DataJoint Workflow - Calcium Imaging

Workflow for calcium imaging data acquired with ScanImage or Scanbox software and processed with Suite2p or CaImAn.

A complete imaging workflow can be built using the DataJoint elements:

This repository provides demonstrations for:

Set up a workflow using different elements (see workflow_calcium_imaging/pipeline.py)
Ingestion of data/metadata based on:
- predefined file/folder structure and naming convention
- predefined directory lookup methods (see workflow_calcium_imaging/paths.py)
Ingestion of clustering results (built-in routine from the imaging element)

Workflow architecture

The Calcium imaging workflow presented here uses pipeline components from 4 DataJoint Elements, element-lab, element-animal, element-session and element-calcium-imaging, assembled together to form a fully functional workflow.

element-lab

element-animal

assembled with element-calcium-imaging

Installation instructions

Step 1 - Clone this repository

Launch a new terminal and change directory to where you want to clone the repository
```
cd C:/Projects
```

Clone the repository

git clone https://github.com/datajoint/workflow-calcium-imaging

Change directory to workflow-calcium-imaging
```
cd workflow-calcium-imaging
```

Step 2 - Setup a virtual environment

It is highly recommended (though not strictly required) to create a virtual environment to run the pipeline.
If you are planning on running CaImAn from within this pipeline, you can install this pipeline within the conda environment created for the CaImAn installation.
- CaImAn installation instructions
You can install with virtualenv or conda.

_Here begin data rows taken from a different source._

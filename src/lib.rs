//! Fetch a transaction from an Ethereum node and decode its calldata and
//! event logs against a local JSON ABI.

pub mod config;
pub mod domain;
pub mod infrastructure;
pub mod report;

Below are the commands for virtualenv.
If virtualenv not yet installed, run pip install --user virtualenv
To create a new virtual environment named venv:
```
virtualenv venv
```
To activated the virtual environment:
- On Windows:
```
.\venv\Scripts\activate
```
- On Linux/macOS:
```
source venv/bin/activate
```

Step 3 - Install this repository

From the root of the cloned repository directory: pip install -e .

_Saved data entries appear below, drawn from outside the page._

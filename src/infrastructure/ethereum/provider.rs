//! Ethereum provider abstraction and Alloy implementations
//!
//! Uses raw JSON requests for block, transaction and receipt fetching to
//! support all EVM chains including L2s like Optimism/Base that have
//! non-standard transaction types.

use std::path::PathBuf;

use alloy::network::Ethereum;
use alloy::primitives::{Address, B256, U256};
use alloy::providers::{
    fillers::{BlobGasFiller, ChainIdFiller, FillProvider, GasFiller, JoinFill, NonceFiller},
    Identity, Provider, ProviderBuilder, RootProvider,
};
use anyhow::{Context, Result};

use super::types::{
    parse_raw_block, parse_raw_receipt, parse_raw_transaction, RawBlock, RawReceipt,
    RawTransaction,
};

/// Provider configuration
#[derive(Debug, Clone, PartialEq, Eq)]
pub enum ProviderConfig {
    /// HTTP JSON-RPC endpoint
    Http(String),
    /// WebSocket endpoint
    WebSocket(String),
    /// IPC socket path (Unix only)
    #[cfg(unix)]
    Ipc(PathBuf),
}

impl ProviderConfig {
    /// Get display name for this endpoint
    pub fn display(&self) -> String {
        match self {
            ProviderConfig::Http(url) => url.clone(),
            ProviderConfig::WebSocket(url) => url.clone(),
            #[cfg(unix)]
            ProviderConfig::Ipc(path) => path.display().to_string(),
        }
    }
}

/// Abstract Ethereum provider trait
///
/// This trait defines the node queries the inspector needs,
/// abstracting over the specific Alloy transport.
#[async_trait::async_trait]
pub trait EthereumProvider: Send + Sync + 'static {
    /// Get the chain id reported by the node
    async fn chain_id(&self) -> Result<u64>;

    /// Get account balance at the latest block
    async fn get_balance(&self, address: Address) -> Result<U256>;

    /// Get the latest block header (chain-agnostic raw format)
    async fn latest_block(&self) -> Result<RawBlock>;

    /// Get a transaction by hash
    async fn get_transaction(&self, hash: B256) -> Result<Option<RawTransaction>>;

    /// Get transaction receipt
    async fn get_receipt(&self, hash: B256) -> Result<Option<RawReceipt>>;

    /// Get endpoint display name
    fn endpoint_name(&self) -> String;
}

// Filled provider shared by every transport
type FilledProvider = FillProvider<
    JoinFill<
        Identity,
        JoinFill<GasFiller, JoinFill<BlobGasFiller, JoinFill<NonceFiller, ChainIdFiller>>>,
    >,
    RootProvider,
    Ethereum,
>;

/// Enum-based provider that stores the connected provider for each transport
pub enum AlloyProvider {
    Http {
        provider: FilledProvider,
        endpoint: String,
    },
    WebSocket {
        provider: FilledProvider,
        endpoint: String,
    },
    #[cfg(unix)]
    Ipc {
        provider: FilledProvider,
        endpoint: String,
    },
}

/// Create a provider from configuration
pub async fn create_provider(config: ProviderConfig) -> Result<Box<dyn EthereumProvider>> {
    tracing::debug!(endpoint = %config.display(), "Connecting to node");
    match config {
        ProviderConfig::Http(url) => {
            let rpc_url = url.parse().context("Invalid HTTP URL")?;
            let provider = ProviderBuilder::new().connect_http(rpc_url);
            Ok(Box::new(AlloyProvider::Http {
                provider,
                endpoint: url,
            }))
        }
        ProviderConfig::WebSocket(url) => {
            let provider = ProviderBuilder::new()
                .connect(&url)
                .await
                .context("Failed to create WebSocket provider")?;
            Ok(Box::new(AlloyProvider::WebSocket {
                provider,
                endpoint: url,
            }))
        }
        #[cfg(unix)]
        ProviderConfig::Ipc(path) => {
            use alloy::providers::IpcConnect;
            let ipc_path = path.to_string_lossy().to_string();
            let ipc = IpcConnect::new(ipc_path);
            let provider = ProviderBuilder::new()
                .connect_ipc(ipc)
                .await
                .context("Failed to create IPC provider")?;
            let display = path.display().to_string();
            Ok(Box::new(AlloyProvider::Ipc {
                provider,
                endpoint: display,
            }))
        }
    }
}

impl AlloyProvider {
    fn provider(&self) -> &FilledProvider {
        match self {
            AlloyProvider::Http { provider, .. } => provider,
            AlloyProvider::WebSocket { provider, .. } => provider,
            #[cfg(unix)]
            AlloyProvider::Ipc { provider, .. } => provider,
        }
    }

    /// Issue a raw JSON-RPC request and return the untyped result
    async fn raw_json<P>(&self, method: &'static str, params: P) -> Result<serde_json::Value>
    where
        P: serde::Serialize + Clone + std::fmt::Debug + Send + Sync + Unpin + 'static,
    {
        tracing::trace!(method, "Sending raw request");
        self.provider()
            .raw_request(method.into(), params)
            .await
            .with_context(|| format!("{} request failed", method))
    }
}

#[async_trait::async_trait]
impl EthereumProvider for AlloyProvider {
    async fn chain_id(&self) -> Result<u64> {
        Ok(self.provider().get_chain_id().await?)
    }

    async fn get_balance(&self, address: Address) -> Result<U256> {
        Ok(self.provider().get_balance(address).await?)
    }

    async fn latest_block(&self) -> Result<RawBlock> {
        let json = self.raw_json("eth_getBlockByNumber", ("latest", false)).await?;

        if json.is_null() {
            anyhow::bail!("Node returned no latest block");
        }

        parse_raw_block(&json)
    }

    async fn get_transaction(&self, hash: B256) -> Result<Option<RawTransaction>> {
        let json = self.raw_json("eth_getTransactionByHash", (hash,)).await?;

        if json.is_null() {
            return Ok(None);
        }

        Ok(Some(parse_raw_transaction(&json)?))
    }

    async fn get_receipt(&self, hash: B256) -> Result<Option<RawReceipt>> {
        let json = self.raw_json("eth_getTransactionReceipt", (hash,)).await?;

        if json.is_null() {
            return Ok(None);
        }

        Ok(Some(parse_raw_receipt(&json)?))
    }

    fn endpoint_name(&self) -> String {
        match self {
            AlloyProvider::Http { endpoint, .. } => endpoint.clone(),
            AlloyProvider::WebSocket { endpoint, .. } => endpoint.clone(),
            #[cfg(unix)]
            AlloyProvider::Ipc { endpoint, .. } => endpoint.clone(),
        }
    }
}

Note: the -e flag will install this repository in editable mode, in case there's a need to modify the code (e.g. the pipeline.py or paths.py scripts). If no such modification required, using pip install . is sufficient

Step 4 - Install `sbxreader` module

If you are planning on working with data acquired with the Scanbox system, you will need to install the sbxreader module.
```
pip install sbxreader
```

Step 5 - Jupyter Notebook

ipython kernel install --name=workflow-calcium-imaging

Step 6 - Configure the `dj_local_conf.json`

At the root of the repository folder, create a new file dj_local_conf.json with the following template:

{
  "database.host": "<hostname>",
  "database.user": "<username>",
  "database.password": "<password>",
  "loglevel": "INFO",
  "safemode": true,
  "display.limit": 7,
  "display.width": 14,
  "display.show_tuple_count": true,
  "custom": {
      "database.prefix": "<neuro_>",
      "imaging_root_data_dir": "<C:/data/imaging_root_data_dir>"
    }
}

Specify database's hostname, username, and password properly.
Specify a database.prefix to create the schemas.
Setup your data directory (imaging_root_data_dir) following the convention described below.

Installation complete

At this point the setup of this workflow is complete.

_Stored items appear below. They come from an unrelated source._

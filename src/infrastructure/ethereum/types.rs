//! Chain-agnostic block, transaction and receipt types parsed from raw JSON-RPC

use alloy::primitives::{Address, Bytes, B256, U256};
use anyhow::{Context, Result};

use crate::domain::abi::LogEntry;

/// Raw block header data parsed from JSON - works with any EVM chain
#[derive(Debug, Clone)]
pub struct RawBlock {
    pub number: u64,
    pub hash: B256,
    pub timestamp: u64,
    pub tx_count: usize,
}

/// Raw transaction data parsed from JSON - chain agnostic
#[derive(Debug, Clone)]
pub struct RawTransaction {
    pub hash: B256,
    pub chain_id: Option<u64>,
    pub from: Address,
    pub to: Option<Address>,
    pub value: U256,
    pub input: Bytes,
    pub gas: u64,
    pub gas_price: Option<U256>,
    pub nonce: u64,
}

/// Raw receipt data parsed from JSON
#[derive(Debug, Clone)]
pub struct RawReceipt {
    pub status: Option<bool>,
    pub gas_used: u64,
    pub logs: Vec<LogEntry>,
}

/// Parse raw JSON block response to our chain-agnostic RawBlock type
pub fn parse_raw_block(json: &serde_json::Value) -> Result<RawBlock> {
    let number = parse_hex_u64(str_field(json, "number").context("block is missing 'number'")?)?;
    let hash = parse_b256(str_field(json, "hash").context("block is missing 'hash'")?)?;
    let timestamp = parse_hex_u64(str_field(json, "timestamp").unwrap_or("0x0"))?;
    let tx_count = json
        .get("transactions")
        .and_then(|v| v.as_array())
        .map(|txs| txs.len())
        .unwrap_or(0);

    Ok(RawBlock {
        number,
        hash,
        timestamp,
        tx_count,
    })
}

/// Parse a single transaction from JSON
pub fn parse_raw_transaction(json: &serde_json::Value) -> Result<RawTransaction> {
    let hash = parse_b256(str_field(json, "hash").context("transaction is missing 'hash'")?)?;
    let from = parse_address(str_field(json, "from").context("transaction is missing 'from'")?)?;
    let to = str_field(json, "to").map(parse_address).transpose()?;

    let value = parse_hex_u256(str_field(json, "value").unwrap_or("0x0"))?;
    let input = parse_bytes(str_field(json, "input").unwrap_or("0x"))?;

    let gas = parse_hex_u64(str_field(json, "gas").unwrap_or("0x0"))?;
    let gas_price = str_field(json, "gasPrice").map(parse_hex_u256).transpose()?;
    let nonce = parse_hex_u64(str_field(json, "nonce").unwrap_or("0x0"))?;
    let chain_id = str_field(json, "chainId").map(parse_hex_u64).transpose()?;

    Ok(RawTransaction {
        hash,
        chain_id,
        from,
        to,
        value,
        input,
        gas,
        gas_price,
        nonce,
    })
}

/// Parse a transaction receipt from JSON
pub fn parse_raw_receipt(json: &serde_json::Value) -> Result<RawReceipt> {
    // Pre-Byzantium receipts carry a state root instead of a status
    let status = str_field(json, "status")
        .map(parse_hex_u64)
        .transpose()?
        .map(|s| s == 1);
    let gas_used = parse_hex_u64(str_field(json, "gasUsed").unwrap_or("0x0"))?;

    let logs = json
        .get("logs")
        .and_then(|v| v.as_array())
        .map(|logs| logs.iter().map(parse_log).collect::<Result<Vec<_>>>())
        .transpose()?
        .unwrap_or_default();

    Ok(RawReceipt {
        status,
        gas_used,
        logs,
    })
}

/// Parse a single receipt log from JSON
fn parse_log(json: &serde_json::Value) -> Result<LogEntry> {
    let address = parse_address(str_field(json, "address").context("log is missing 'address'")?)?;

    let topics = json
        .get("topics")
        .and_then(|v| v.as_array())
        .map(|topics| {
            topics
                .iter()
                .map(|t| t.as_str().context("topic is not a string").and_then(parse_b256))
                .collect::<Result<Vec<_>>>()
        })
        .transpose()?
        .unwrap_or_default();

    let data = parse_bytes(str_field(json, "data").unwrap_or("0x"))?;
    let log_index = str_field(json, "logIndex").map(parse_hex_u64).transpose()?;

    Ok(LogEntry {
        address,
        topics,
        data,
        log_index,
    })
}

fn str_field<'a>(json: &'a serde_json::Value, key: &str) -> Option<&'a str> {
    json.get(key).and_then(|v| v.as_str())
}

fn strip_hex_prefix(s: &str) -> &str {
    s.strip_prefix("0x")
        .or_else(|| s.strip_prefix("0X"))
        .unwrap_or(s)
}

/// Parse hex string to u64
pub fn parse_hex_u64(s: &str) -> Result<u64> {
    let s = strip_hex_prefix(s);
    if s.is_empty() {
        return Ok(0);
    }
    u64::from_str_radix(s, 16).with_context(|| format!("Failed to parse hex u64 '{}'", s))
}

/// Parse a JSON-RPC quantity into U256
pub fn parse_hex_u256(s: &str) -> Result<U256> {
    let digits = strip_hex_prefix(s);
    if digits.is_empty() {
        return Ok(U256::ZERO);
    }
    U256::from_str_radix(digits, 16).with_context(|| format!("Failed to parse hex U256 '{}'", s))
}

/// Parse `0x`-prefixed hex into bytes
pub fn parse_bytes(s: &str) -> Result<Bytes> {
    s.parse::<Bytes>()
        .with_context(|| format!("Invalid hex bytes '{}'", s))
}

/// Parse a 20-byte address, accepting any casing
pub fn parse_address(s: &str) -> Result<Address> {
    s.trim()
        .parse::<Address>()
        .with_context(|| format!("Invalid address '{}'", s))
}

/// Parse a 32-byte hash or word
pub fn parse_b256(s: &str) -> Result<B256> {
    s.trim()
        .parse::<B256>()
        .with_context(|| format!("Invalid 32-byte hex '{}'", s))
}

Directory structure and file naming convention

The workflow presented here is designed to work with the directory structure and file naming convention as described below.

Note: the element-calcium-imaging is designed to accommodate multiple scans per session, however, in this particular workflow-calcium-imaging, we take the assumption that there is only one scan per session.

The imaging_root_data_dir directory is configurable in the dj_local_conf.json, under the custom/imaging_root_data_dir variable
The subject directory names must match the identifiers of your subjects in the subjects.csv script
The session directories can have any naming convention
Each session directory should contain:
- All .tif or .sbx files for the scan, with any naming convention
- One suite2p subfolder per session folder, containing the Suite2p analysis outputs
- One caiman subfolder per session folder, containing the CaImAn analysis output .hdf5 file, with any naming convention

imaging_root_data_dir/
└───<subject1>/                     # Subject name in `subjects.csv`
│   └───<session0>/                 # Session directory in `sessions.csv`
│   │   │   scan_0001.tif
│   │   │   scan_0002.tif
│   │   │   scan_0003.tif
│   │   │   ...
│   │   └───suite2p/
│   │       │   ops1.npy
│   │       └───plane0/
│   │       │   │   ops.npy
│   │       │   │   spks.npy
│   │       │   │   stat.npy
│   │       │   │   ...
│   │       └───plane1/
│   │           │   ops.npy
│   │           │   spks.npy
│   │           │   stat.npy
│   │           │   ...
│   │   └───caiman/
│   │       │   analysis_results.hdf5
│   └───<session1>/                 # Session directory in `sessions.csv`
│   │   │   scan_0001.tif
│   │   │   scan_0002.tif
│   │   │   ...
└───<subject2>/                     # Subject name in `subjects.csv`
│   │   ...

Running this workflow

See notebooks/run_workflow.ipynb for detailed instructions on running this workflow.

Once you have your data directory (imaging_root_data_dir) configured with the above convention, populating the workflow with your data amounts to these 3 steps:

Insert meta information (e.g. subject, sessions, equipment, Suite2p analysis parameters etc.) - modify:
- user_data/subjects.csv
- user_data/sessions.csv

Import session data - run:

python workflow_calcium_imaging/ingest.py

Import scan data and populate downstream analyses - run:
```
python workflow_calcium_imaging/populate.py
```

For inserting new subjects, sessions or new analysis parameters, step 1 needs to be repeated.
Rerun step 2 and 3 every time new sessions or processed data becomes available.
In fact, step 2 and 3 can be executed as scheduled jobs that will automatically process any data newly placed into the imaging_root_data_dir.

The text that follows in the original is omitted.